Landfills are the third-largest emitter of methane in the U.S. behind natural gas and petroleum systems and animal agriculture, the EPA said.
Food waste is also a major issue considering the expected rise in population in the coming decades. Aman said the world will need 60% more food by 2050 to feed the population. “One way is to produce more food, but that is like fixing a symptom, not the root cause. We need to get to the root cause.”
How distance traveled impacts food waste
Produce in the U.S. typically travels long distances and spends about half of its life on trucks, Aman said.
“As we shrink the distance [food travels], the chances of getting it spoiled are reduced,” he said. Consumers are starting to demand more food that was produced closer to home from places such as vertical farms or community gardens.
But Aman stressed that produce needs to be handled well and kept at the right temperature regardless of the distance traveled.
While he was at Walmart, Aman worked on a last-mile delivery platform to deliver goods within 60 minutes after they were ordered. He learned that even traveling short distances of 5 miles or less requires careful handling, especially for very temperature-sensitive foods such as milk and ice cream.

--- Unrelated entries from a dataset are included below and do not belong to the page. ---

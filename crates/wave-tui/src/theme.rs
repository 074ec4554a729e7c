//! Color palette and style constants for the soundwave TUI.

use ratatui::style::{Color, Modifier, Style};

// ── Color palette ─────────────────────────────────────────────────────────────

pub const C_ACCENT: Color = Color::Rgb(255, 95, 135);
pub const C_PLAYING: Color = Color::Rgb(80, 200, 120);
pub const C_LOADING: Color = Color::Rgb(255, 184, 80);
pub const C_ERROR: Color = Color::Rgb(255, 80, 80);
pub const C_MUTED: Color = Color::Rgb(72, 72, 88);
pub const C_SECONDARY: Color = Color::Rgb(115, 115, 138);
pub const C_PRIMARY: Color = Color::Rgb(210, 210, 225);
pub const C_SELECTION_BG: Color = Color::Rgb(28, 28, 40);
pub const C_PANEL_BORDER: Color = Color::Rgb(40, 40, 52);
pub const C_PANEL_BORDER_FOCUSED: Color = Color::Rgb(120, 100, 200);
pub const C_INPUT_BG: Color = Color::Rgb(20, 20, 32);
pub const C_INPUT_FG: Color = Color::Rgb(255, 200, 80);
pub const C_CHIP: Color = Color::Rgb(80, 140, 200);
pub const C_GENRE: Color = Color::Rgb(180, 120, 220);
pub const C_PRICE: Color = Color::Rgb(100, 160, 130);
pub const C_BADGE: Color = Color::Rgb(255, 95, 135);
pub const C_TOAST_INFO: Color = Color::Rgb(80, 160, 220);
pub const C_TOAST_ERROR: Color = Color::Rgb(255, 95, 95);

// ── Predefined styles ─────────────────────────────────────────────────────────

pub fn style_default() -> Style {
    Style::default().fg(C_PRIMARY)
}

pub fn style_secondary() -> Style {
    Style::default().fg(C_SECONDARY)
}

pub fn style_muted() -> Style {
    Style::default().fg(C_MUTED)
}

pub fn style_accent() -> Style {
    Style::default().fg(C_ACCENT).add_modifier(Modifier::BOLD)
}

pub fn style_playing() -> Style {
    Style::default().fg(C_PLAYING)
}

pub fn style_selected() -> Style {
    Style::default()
        .bg(C_SELECTION_BG)
        .fg(C_PRIMARY)
        .add_modifier(Modifier::BOLD)
}

pub fn style_border(focused: bool) -> Style {
    if focused {
        Style::default().fg(C_PANEL_BORDER_FOCUSED)
    } else {
        Style::default().fg(C_PANEL_BORDER)
    }
}
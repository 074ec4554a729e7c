/// mpv IPC driver and the `MediaBackend` built on it.
///
/// ```text
///   MpvDriver::spawn_and_connect()
///         │
///         ├── writer_task   ← MpvRequest via mpsc, serialised → socket
///         └── reader_task   ← JSON lines from socket
///                                ├── response (has request_id) → matched oneshot::Sender
///                                └── event / property-change   → raw event channel
///
///   MpvBackend
///         └── tag_task      ← raw events → MediaEvent tagged with the session
/// ```
///
/// mpv is started lazily on the first `load` and respawned on the next
/// `load` after it dies.
use serde_json::{json, Value};
use std::collections::HashMap;
use std::sync::atomic::{AtomicU64, Ordering};
use std::sync::Arc;
use tokio::io::{AsyncBufReadExt, AsyncWriteExt, BufReader};
use tokio::sync::{mpsc, oneshot, Mutex};
use tracing::{debug, info, trace, warn};

use async_trait::async_trait;
use wave_proto::playback::{MediaBackend, MediaEvent, MediaEventKind, SessionId};
use wave_proto::platform;

#[cfg(unix)]
use tokio::net::UnixStream;

#[cfg(windows)]
use tokio::net::windows::named_pipe::ClientOptions;

static NEXT_REQ_ID: AtomicU64 = AtomicU64::new(1);

// ── observation property IDs ──────────────────────────────────────────────────

pub const OBS_TIME_POS: u64 = 1;
pub const OBS_DURATION: u64 = 2;

type PendingMap = Arc<Mutex<HashMap<u64, oneshot::Sender<anyhow::Result<Value>>>>>;

struct PendingRequest {
    req_id: u64,
    payload: String,
    reply: oneshot::Sender<anyhow::Result<Value>>,
}

/// An unsolicited mpv message (no request_id).
#[derive(Debug, Clone)]
pub struct MpvEvent {
    pub raw: Value,
}

impl MpvEvent {
    /// `Some((obs_id, data))` for property-change events.
    pub fn as_property_change(&self) -> Option<(u64, &Value)> {
        if self.raw.get("event")?.as_str()? == "property-change" {
            let id = self.raw.get("id")?.as_u64()?;
            let data = self.raw.get("data").unwrap_or(&Value::Null);
            Some((id, data))
        } else {
            None
        }
    }

    pub fn event_name(&self) -> Option<&str> {
        self.raw.get("event")?.as_str()
    }

    /// `reason` of an `end-file` event ("eof", "stop", "error", ...).
    pub fn end_reason(&self) -> Option<&str> {
        self.raw.get("reason")?.as_str()
    }
}

// ── handle ────────────────────────────────────────────────────────────────────

#[derive(Clone)]
pub struct MpvHandle {
    tx: mpsc::Sender<PendingRequest>,
}

impl MpvHandle {
    pub async fn send(&self, command: Value) -> anyhow::Result<Value> {
        let req_id = NEXT_REQ_ID.fetch_add(1, Ordering::Relaxed);
        let msg = json!({ "command": command, "request_id": req_id });
        let mut raw = serde_json::to_string(&msg)?;
        raw.push('\n');

        let (reply_tx, reply_rx) = oneshot::channel();
        self.tx
            .send(PendingRequest {
                req_id,
                payload: raw,
                reply: reply_tx,
            })
            .await
            .map_err(|_| anyhow::anyhow!("mpv writer task gone"))?;

        tokio::time::timeout(tokio::time::Duration::from_secs(5), reply_rx)
            .await
            .map_err(|_| anyhow::anyhow!("mpv IPC timeout for req={}", req_id))?
            .map_err(|_| anyhow::anyhow!("mpv reply channel dropped req={}", req_id))?
    }

    /// Replace the current file, starting at `start_secs`.  The `start`
    /// option sticks for later files, so it is set on every load.
    pub async fn load_file(&self, url: &str, start_secs: f64) -> anyhow::Result<()> {
        debug!("mpv: loadfile {} start={:.3}", url, start_secs);
        self.send(json!(["set_property", "start", start_option(start_secs)]))
            .await?;
        self.send(json!(["loadfile", url, "replace"])).await?;
        Ok(())
    }

    pub async fn stop(&self) -> anyhow::Result<()> {
        self.send(json!(["stop"])).await?;
        Ok(())
    }

    pub async fn set_pause(&self, paused: bool) -> anyhow::Result<()> {
        self.send(json!(["set_property", "pause", paused])).await?;
        Ok(())
    }

    pub async fn set_volume(&self, vol: f32) -> anyhow::Result<()> {
        let vol_pct = (vol * 100.0).clamp(0.0, 100.0);
        self.send(json!(["set_property", "volume", vol_pct])).await?;
        Ok(())
    }

    pub async fn seek_to(&self, secs: f64) -> anyhow::Result<()> {
        self.send(json!(["seek", secs, "absolute"])).await?;
        Ok(())
    }

    /// Register the properties the backend reports.  Needed after every
    /// fresh connection.
    pub async fn observe_properties(&self) {
        for (id, name) in [(OBS_TIME_POS, "time-pos"), (OBS_DURATION, "duration")] {
            match self.send(json!(["observe_property", id, name])).await {
                Ok(_) => debug!("mpv: observe_property id={} name={}", id, name),
                Err(e) => warn!("mpv: observe_property {} failed: {}", name, e),
            }
        }
    }
}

Every hop along the supply chain “adds a dollar value to the price of the produce,” and consumers are often stuck with that tab, Aman said.
Rising food prices, shortages of things like baby formula and worries about global food shortages are all impacted by global and local triggers.
In April, $240 million in produce was left rotting in trucks at the U.S.-Mexico border while drivers waited in long lines due to increased inspections before passing through. Whether it is a pandemic, a war, climate change or another issue, food supply chains are likely to face continuing challenges.
“We need to build a more resilient supply chain to tackle this,” Aman said. “The supply chains of the future need to be reimagined and reconstructed.”